Recovery isn’t just about getting better. Professor Slade, a leading international expert in mental health recovery which promotes an individual approach, said: “A person’s recovery story will include feelings of survival, recognising their strengths and successes defined by them (their story’s narrator), and not by the healthcare professional delivering their treatment. It’s about understanding what is meaningful to the person who is recovering and putting them in a position of control.”
Over the next four years the NEON team will be collecting stories from a wide range of sources, with a focus on stories from people whose voices are seldom heard by mainstream cultures.
A person’s recovery story will include feelings of survival, recognising their strengths and successes defined by them (their story’s narrator), and not by the healthcare professional delivering their treatment.
This will form the largest online repository of mental health recovery stories in the world. These stories will then form part of a randomised controlled trial to evaluate if people benefit from accessing these shared stories of recovery.
During the trial, this new online repository will be powered by a machine-learning algorithm, developed through a computer science partnership with researchers at King’s College London. The algorithm’s capabilities and accuracy will be monitored to understand whether it is helpful and how to manage potential harm from people reading the stories – is it better for people to explore the stories themselves? Will everyone only read a small selection of key stories if a reader’s journey through the repository only follows the recommendations of the algorithm?

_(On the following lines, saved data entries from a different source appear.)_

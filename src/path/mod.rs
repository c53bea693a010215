pub mod resolver;
use std::collections::BTreeMap;

use serde::{Deserialize, Serialize};

/// Index of a node inside its owning `Document` arena.
#[derive(Debug, Clone, Copy, PartialEq, Eq, Hash, PartialOrd, Ord, Serialize, Deserialize)]
pub struct NodeId(pub usize);

#[derive(Debug, Clone)]
pub struct Node {
    /// Lowercased local name. Empty for nodes without a resolvable name.
    pub tag: String,
    pub attrs: BTreeMap<String, String>,

    /// Live value property; falls back to the `value` attribute when unset.
    pub value: Option<String>,
    pub checked: bool,

    pub parent: Option<NodeId>,
    pub children: Vec<NodeId>,
}

impl Node {
    pub fn new(tag: &str) -> Self {
        Node {
            tag: tag.trim().to_lowercase(),
            attrs: BTreeMap::new(),
            value: None,
            checked: false,
            parent: None,
            children: Vec::new(),
        }
    }

    pub fn attr(&self, name: &str) -> Option<&str> {
        self.attrs.get(name).map(String::as_str)
    }

    /// Lowercased `type` attribute, only meaningful for `input`.
    pub fn input_type(&self) -> Option<String> {
        self.attr("type").map(|t| t.trim().to_lowercase())
    }

    pub fn role(&self) -> FieldRole {
        match self.tag.as_str() {
            "textarea" => FieldRole::TextArea,
            "select" => FieldRole::Select,
            "input" => match self.input_type().as_deref() {
                Some("radio") => FieldRole::Radio,
                Some("checkbox") => FieldRole::Checkbox,
                _ => FieldRole::Text,
            },
            _ => FieldRole::Other,
        }
    }
}

/// How a field holds its value.
#[derive(Debug, Clone, Copy, PartialEq, Eq, Hash)]
pub enum FieldRole {
    Text,
    Radio,
    Checkbox,
    Select,
    TextArea,
    Other,
}

impl FieldRole {
    /// Radio and checkbox inputs persist through their checked state.
    pub fn is_checkable(self) -> bool {
        matches!(self, FieldRole::Radio | FieldRole::Checkbox)
    }
}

Understanding and developing theories of how stories have an impact on people, and if this is helpful and how to manage any harm, will be at the heart of this study. But sharing stories with people who are experiencing mental health problems is not the only way this repository could benefit people’s mental health recovery. The research team are also exploring how these stories could be used as part of the essential training mental health workers receive throughout their employment. This links directly back to the principles of someone’s recovery journey – the person who is recovering should define their recovery, not the healthcare professional caring for them.
The NEON team are working with research partners, the Ontario Shores Centre for Mental Health Sciences in Canada, to explore how incorporating recovery stories into staff induction training improves their practitioners’ behaviour and attitudes towards a person’s recovery journey.
Professor Slade said: “We are creating the world’s largest collection of stories from people talking about their mental health recovery. As well as these stories acting as a beacon of hope for other individuals, we plan to use these stories to inform the training of mental health practitioners. Our goal is to provide a powerful and new approach to supporting the empowerment of people living with mental health problems, and to help workers to personalise their approaches to supporting recovery.”